4 to cultivate students' centering ability
First-year students generally have low endurance. From my observation, students with excellent grades in a class are often in the middle and focused. Personality, introverted and quiet children have relatively strong endurance. However, this is different. In the usual study, teachers can properly guide students to take learning as the center and let them know how to strengthen their willpower. Generally speaking, it is more appropriate to focus on game activities. For example, I will arrange 2-3 math classes every semester to guide students to learn to be quiet. My main game is "Guess who I am?" "Who is the champion of Woodhead?" "Children Like by the Wind" and "I am a Firm Little Tree" are used to make students practice patience and persistence. I will also intersperse games and competitions in the practice of mathematics classroom knowledge, and other activities will focus on guiding students to learn the ability to solve problems centrally. Students' initial study of centering can enhance children's personal self-willpower, so that they can also give full play to their ability to solve problems in exams.

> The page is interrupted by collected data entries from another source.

//! Single-line URL input — edit buffer plus its widget.

use ratatui::{
    buffer::Buffer,
    layout::{Position, Rect},
    text::{Line, Span},
    widgets::{Block, BorderType, Borders, Paragraph, Widget},
};

use crate::core::status::Status;
use crate::ui::theme::Theme;

/// Edit buffer with a char-indexed cursor.
#[derive(Debug, Clone, Default)]
pub struct UrlField {
    text: String,
    cursor: usize,
}

impl UrlField {
    pub fn new(text: &str) -> Self {
        Self {
            text: text.to_string(),
            cursor: text.chars().count(),
        }
    }

    pub fn text(&self) -> &str {
        &self.text
    }

    pub fn cursor(&self) -> usize {
        self.cursor
    }

    fn byte_index(&self, char_index: usize) -> usize {
        self.text
            .char_indices()
            .nth(char_index)
            .map_or(self.text.len(), |(i, _)| i)
    }

    pub fn insert(&mut self, c: char) {
        let at = self.byte_index(self.cursor);
        self.text.insert(at, c);
        self.cursor += 1;
    }

    /// Insert pasted text; line breaks are dropped.
    pub fn insert_str(&mut self, s: &str) {
        for c in s.chars().filter(|c| *c != '\n' && *c != '\r') {
            self.insert(c);
        }
    }

    /// Returns `true` if the text changed.
    pub fn backspace(&mut self) -> bool {
        if self.cursor == 0 {
            return false;
        }
        self.cursor -= 1;
        let at = self.byte_index(self.cursor);
        self.text.remove(at);
        true
    }

    /// Returns `true` if the text changed.
    pub fn delete(&mut self) -> bool {
        if self.cursor >= self.text.chars().count() {
            return false;
        }
        let at = self.byte_index(self.cursor);
        self.text.remove(at);
        true
    }

    /// Returns `true` if the text changed.
    pub fn clear(&mut self) -> bool {
        let changed = !self.text.is_empty();
        self.text.clear();
        self.cursor = 0;
        changed
    }

    pub fn move_left(&mut self) {
        self.cursor = self.cursor.saturating_sub(1);
    }

    pub fn move_right(&mut self) {
        self.cursor = (self.cursor + 1).min(self.text.chars().count());
    }

    pub fn home(&mut self) {
        self.cursor = 0;
    }

    pub fn end(&mut self) {
        self.cursor = self.text.chars().count();
    }

    /// First visible char so that the cursor fits in `width` columns.
    fn scroll_start(&self, width: usize) -> usize {
        if width == 0 {
            return self.cursor;
        }
        self.cursor.saturating_sub(width - 1)
    }
}

/// The bordered input box.  The status label sits in the top-right title.
pub struct UrlFieldWidget<'a> {
    pub field: &'a UrlField,
    pub status: Status,
    pub focused: bool,
}

impl UrlFieldWidget<'_> {
    /// Where the terminal cursor goes when the field has focus.
    pub fn cursor_position(&self, area: Rect) -> Position {
        let width = area.width.saturating_sub(2) as usize;
        let start = self.field.scroll_start(width);
        Position::new(
            area.x + 1 + (self.field.cursor() - start) as u16,
            area.y + 1,
        )
    }
}

impl Widget for UrlFieldWidget<'_> {
    fn render(self, area: Rect, buf: &mut Buffer) {
        let mut block = Block::default()
            .title(Line::from(Span::styled(" JSON URL ", Theme::title_style())))
            .borders(Borders::ALL)
            .border_type(BorderType::Rounded)
            .border_style(Theme::border_style(self.focused));
        if self.status != Status::Empty {
            block = block.title(
                Line::from(Span::styled(
                    format!(" {} ", self.status.label()),
                    Theme::status_style(self.status),
                ))
                .right_aligned(),
            );
        }

        let inner = block.inner(area);
        block.render(area, buf);

        let start = self.field.scroll_start(inner.width as usize);
        let visible: String = self
            .field
            .text
            .chars()
            .skip(start)
            .take(inner.width as usize)
            .collect();
        Paragraph::new(Line::from(Span::styled(visible, Theme::url_input_style())))
            .render(inner, buf);
    }
}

5 Relieve psychological stress
Because the first-grade children are first exposed to the exam, the invigilator is unfamiliar with it, and students often have some fears. This will also affect students' problem solving. Relieving psychological stress is also a job that teachers must teach children. Teachers can talk with children properly before the exam to eliminate their anxiety. Teachers communicate by talking. "Son, listen to the math teacher, the children in our class are very smart, especially when doing problems. Today, I will test who can answer our questions completely? " "Kid, there are many problems on the teacher's white paper here. I don't know if you can help the teacher answer it and see who can finish the answer within the specified time and who is the smart star of our class. "
Although exams are given to children from the first grade of primary school, as teachers, we can't take getting good grades as the main purpose of educating children, and we can't take exams as the only criterion for evaluating children's quality. Examination should play an auxiliary role on the basis of students acquiring knowledge and skills, processes and methods, and cultivating emotions and attitudes.